Your house smells like a spa, one guy told me – and I had to inform him the only massage that would be forthcoming was the one he was about to give me.
I took my puppy for a walk yesterday as the dusk fell behind cherry trees so swollen with blossoms that the outside of my home currently looks like a land formed out of fragrant pink cotton candy. There are times when the air manages to feel almost mystical, and I looked up at the flowers through the squint of the last sun flares of the day and I could hear the tinkling bells of the ice cream man in the distance and I said to the person walking beside me – the one holding the leash – Tonight smells like camp.
A friend at work recently told me that she’s vacillating about sending her young son to camp for three days a week this coming summer. She feels guilty about it, about not spending every single minute she can with her child. My guess is all the horseshit people post constantly on Facebook and Instagram has finally succeeded in driving her from somewhat-mad to completely-over-the-edge mad in the manner that too much exposure to sanitized social media is wont to do. You know the posts I’m talking about, right? You’ve seen all those parents writing epic poems about how they cannot fathom why anyone could possibly complain during a snow-day because what could be more blissful than an entire day spent stuck indoors with children? I see those posts and I giggle and my empty uterus does also. My very best friend – a mother of two children who are absolutely beautiful and never ever shut the fuck up, not even while they’re sleeping because they’ve been blessed with chatty night terrors – called my house during the last snow-day of the winter because she needed to talk to someone whose ass she never once had to diaper, not even on a twenty-first birthday that was basically sponsored by whichever maniac came up with a drink called The Cement Mixer. I picked up the phone and she didn’t even say hello. Instead, through clenched teeth, she spoke this sentence: “I hate snow-days even more than I hate my bitch of a grandmother,” and I laughed and I could hear her children arguing over a broken plastic truck in the background and I kindly asked if I could call her back after my mid-morning nap. “You’re an asshole,” she responded and I laughed again.

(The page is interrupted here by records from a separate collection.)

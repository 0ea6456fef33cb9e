//! Security policy bitmask and SASL mechanism table.
//!
//! A [`SecurityLevel`] is used two ways: as the set of protections a node
//! *requires* (local policy united with what the server advertises), and as
//! the set of protections a replica or a live session *offers*. A replica is
//! acceptable when what it offers contains everything that is required.

use std::fmt;
use std::ops::{BitAnd, BitOr, BitOrAssign};
use std::str::FromStr;

use serde::{Deserialize, Serialize};

use crate::error::Error;

// ============================================================================
// Security Level
// ============================================================================

/// Set of session protection flags.
#[derive(Clone, Copy, PartialEq, Eq, Hash, Default, Serialize, Deserialize)]
#[serde(transparent)]
pub struct SecurityLevel(u32);

impl SecurityLevel {
    /// No protection required or offered.
    pub const NONE: Self = Self(0);
    /// Passwords must never cross the wire in clear.
    pub const DISALLOW_CLEARTEXT: Self = Self(0x0001);
    /// Mutual authentication, defeating man-in-the-middle attacks.
    pub const MAN_IN_MIDDLE: Self = Self(0x0002);
    /// Every packet is integrity protected.
    pub const PACKET_SIGNING: Self = Self(0x0004);
    /// Every packet is encrypted.
    pub const PACKET_ENCRYPTION: Self = Self(0x0008);
    /// All protections.
    pub const ALL: Self = Self(0x000F);

    const NAMES: [(Self, &'static str); 4] = [
        (Self::DISALLOW_CLEARTEXT, "no-cleartext"),
        (Self::MAN_IN_MIDDLE, "mitm"),
        (Self::PACKET_SIGNING, "signing"),
        (Self::PACKET_ENCRYPTION, "encryption"),
    ];

    /// Builds a level from raw bits, dropping unknown flags.
    #[must_use]
    pub const fn from_bits_truncate(bits: u32) -> Self {
        Self(bits & Self::ALL.0)
    }

    /// Returns the raw bits.
    #[must_use]
    pub const fn bits(self) -> u32 {
        self.0
    }

    /// Returns true when no flag is set.
    #[must_use]
    pub const fn is_empty(self) -> bool {
        self.0 == 0
    }

    /// Returns true when every flag of `other` is also set here.
    #[must_use]
    pub const fn contains(self, other: Self) -> bool {
        self.0 & other.0 == other.0
    }

    /// Returns true when at least one flag is shared.
    #[must_use]
    pub const fn intersects(self, other: Self) -> bool {
        self.0 & other.0 != 0
    }

    /// Returns the union of both sets.
    #[must_use]
    pub const fn union(self, other: Self) -> Self {
        Self(self.0 | other.0)
    }

    /// Returns the flags of `self` that are not in `other`.
    #[must_use]
    pub const fn difference(self, other: Self) -> Self {
        Self(self.0 & !other.0)
    }

    /// Returns true when this offered level meets `required`.
    #[must_use]
    pub const fn satisfies(self, required: Self) -> bool {
        self.contains(required)
    }

    /// Protections provided by a TLS transport.
    #[must_use]
    pub const fn tls() -> Self {
        Self::ALL
    }

    /// Protections offered by a server advertising `mechanisms`.
    ///
    /// Unknown mechanism names contribute nothing.
    #[must_use]
    pub fn from_mechanisms<S: AsRef<str>>(mechanisms: &[S]) -> Self {
        mechanisms
            .iter()
            .filter_map(|m| m.as_ref().parse::<SaslMechanism>().ok())
            .fold(Self::NONE, |acc, m| acc | m.security())
    }
}

impl BitOr for SecurityLevel {
    type Output = Self;

    fn bitor(self, rhs: Self) -> Self {
        self.union(rhs)
    }
}

impl BitOrAssign for SecurityLevel {
    fn bitor_assign(&mut self, rhs: Self) {
        self.0 |= rhs.0;
    }
}

impl BitAnd for SecurityLevel {
    type Output = Self;

    fn bitand(self, rhs: Self) -> Self {
        Self(self.0 & rhs.0)
    }
}

impl fmt::Debug for SecurityLevel {
    fn fmt(&self, f: &mut fmt::Formatter<'_>) -> fmt::Result {
        write!(f, "SecurityLevel({self})")
    }
}

impl fmt::Display for SecurityLevel {
    fn fmt(&self, f: &mut fmt::Formatter<'_>) -> fmt::Result {
        if self.is_empty() {
            return f.write_str("none");
        }
        let names: Vec<&str> = Self::NAMES
            .iter()
            .filter(|(flag, _)| self.contains(*flag))
            .map(|(_, name)| *name)
            .collect();
        f.write_str(&names.join("|"))
    }
}

// ============================================================================
// SASL Mechanisms
// ============================================================================

/// Credential mechanisms understood by authentication negotiation.
///
/// Variants are declared in preference order.
#[derive(Debug, Clone, Copy, PartialEq, Eq, Hash, PartialOrd, Ord, Serialize, Deserialize)]
pub enum SaslMechanism {
    /// Kerberos v5 through GSSAPI.
    #[serde(rename = "GSSAPI")]
    Gssapi,
    /// DIGEST-MD5 challenge/response.
    #[serde(rename = "DIGEST-MD5")]
    DigestMd5,
    /// CRAM-MD5 challenge/response.
    #[serde(rename = "CRAM-MD5")]
    CramMd5,
}

impl SaslMechanism {
    /// Mechanisms in negotiation order.
    pub const PREFERENCE: [Self; 3] = [Self::Gssapi, Self::DigestMd5, Self::CramMd5];

    /// Returns the IANA mechanism name.
    #[must_use]
    pub const fn as_str(&self) -> &'static str {
        match self {
            Self::Gssapi => "GSSAPI",
            Self::DigestMd5 => "DIGEST-MD5",
            Self::CramMd5 => "CRAM-MD5",
        }
    }

    /// Protections a session bound with this mechanism receives.
    #[must_use]
    pub const fn security(&self) -> SecurityLevel {
        match self {
            Self::Gssapi => SecurityLevel::ALL,
            Self::DigestMd5 => SecurityLevel(
                SecurityLevel::DISALLOW_CLEARTEXT.0 | SecurityLevel::MAN_IN_MIDDLE.0,
            ),
            Self::CramMd5 => SecurityLevel::DISALLOW_CLEARTEXT,
        }
    }
}

impl fmt::Display for SaslMechanism {
    fn fmt(&self, f: &mut fmt::Formatter<'_>) -> fmt::Result {
        f.write_str(self.as_str())
    }
}

impl FromStr for SaslMechanism {
    type Err = Error;

    fn from_str(s: &str) -> Result<Self, Self::Err> {
        match s.trim().to_ascii_uppercase().as_str() {
            "GSSAPI" => Ok(Self::Gssapi),
            "DIGEST-MD5" => Ok(Self::DigestMd5),
            "CRAM-MD5" => Ok(Self::CramMd5),
            other => Err(Error::config(format!("unknown SASL mechanism {other}"))),
        }
    }
}

#[cfg(test)]
mod tests {
    use super::*;

    #[test]
    fn contains_and_satisfies() {
        let offered = SecurityLevel::DISALLOW_CLEARTEXT | SecurityLevel::MAN_IN_MIDDLE;
        assert!(offered.satisfies(SecurityLevel::DISALLOW_CLEARTEXT));
        assert!(offered.satisfies(SecurityLevel::NONE));
        assert!(!offered.satisfies(SecurityLevel::PACKET_SIGNING));
        assert!(SecurityLevel::NONE.satisfies(SecurityLevel::NONE));
    }

    #[test]
    fn truncates_unknown_bits() {
        assert_eq!(SecurityLevel::from_bits_truncate(0xFF), SecurityLevel::ALL);
        assert_eq!(SecurityLevel::from_bits_truncate(0x10), SecurityLevel::NONE);
    }

    #[test]
    fn mechanisms_accumulate_security() {
        let level = SecurityLevel::from_mechanisms(&["CRAM-MD5", "PLAIN", "digest-md5"]);
        assert_eq!(
            level,
            SecurityLevel::DISALLOW_CLEARTEXT | SecurityLevel::MAN_IN_MIDDLE
        );
        assert_eq!(SecurityLevel::from_mechanisms(&["GSSAPI"]), SecurityLevel::ALL);
        assert!(SecurityLevel::from_mechanisms::<&str>(&[]).is_empty());
    }

    #[test]
    fn display_lists_flags() {
        assert_eq!(SecurityLevel::NONE.to_string(), "none");
        assert_eq!(
            (SecurityLevel::PACKET_SIGNING | SecurityLevel::DISALLOW_CLEARTEXT).to_string(),
            "no-cleartext|signing"
        );
    }

    #[test]
    fn difference_removes_flags() {
        let required = SecurityLevel::ALL;
        let missing = required.difference(SaslMechanism::CramMd5.security());
        assert!(!missing.contains(SecurityLevel::DISALLOW_CLEARTEXT));
        assert!(missing.contains(SecurityLevel::PACKET_ENCRYPTION));
    }

    #[test]
    fn mechanism_round_trip_through_name() {
        for mech in SaslMechanism::PREFERENCE {
            assert_eq!(mech.as_str().parse::<SaslMechanism>().unwrap(), mech);
        }
        assert!("PLAIN".parse::<SaslMechanism>().is_err());
    }

    #[test]
    fn level_serializes_as_number() {
        let json = serde_json::to_string(&SecurityLevel::PACKET_SIGNING).unwrap();
        assert_eq!(json, "4");
    }
}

While I’ve never once heard my work friend call her children “monsters” the way my best friend does triweekly, I could still see that the Parent Propaganda she’s being exposed to on a daily basis is sinking in deep and fast. I tried to explain that all those people who boast that the finest twenty-four hours are twenty-four hours spent in the company of tiny beings who pull on you to open up yet another package of Goldfish crackers and never allow you to pee with the door closed are most likely the same people who scream into a pillow during hour twenty-five of that never-ending pretend-perfect day. I told her the people who post pictures of silent snuggly children also have pictures of those same kids mid-tantrum, their mouths wide open while they scream bloody murder because they were informed they can’t keep the ripped balloon they found in the Target parking lot forever, but nobody posts the negative stuff and what that means is she’s not getting the whole story from anyone and therefore she shouldn’t allow these mommy phantoms to judge anything she does with her child, including the way he spends his summers. Besides, I explained, being at camp is amazing! Who doesn’t want to be in a place where a bugle moves you from activity to activity and you’re constantly surrounded by rope so you’re always prepared for a throwdown round of Tug of War? Camp is not a punishment; it’s eight weeks of fucking joy that comes with a parting gift of rope burn!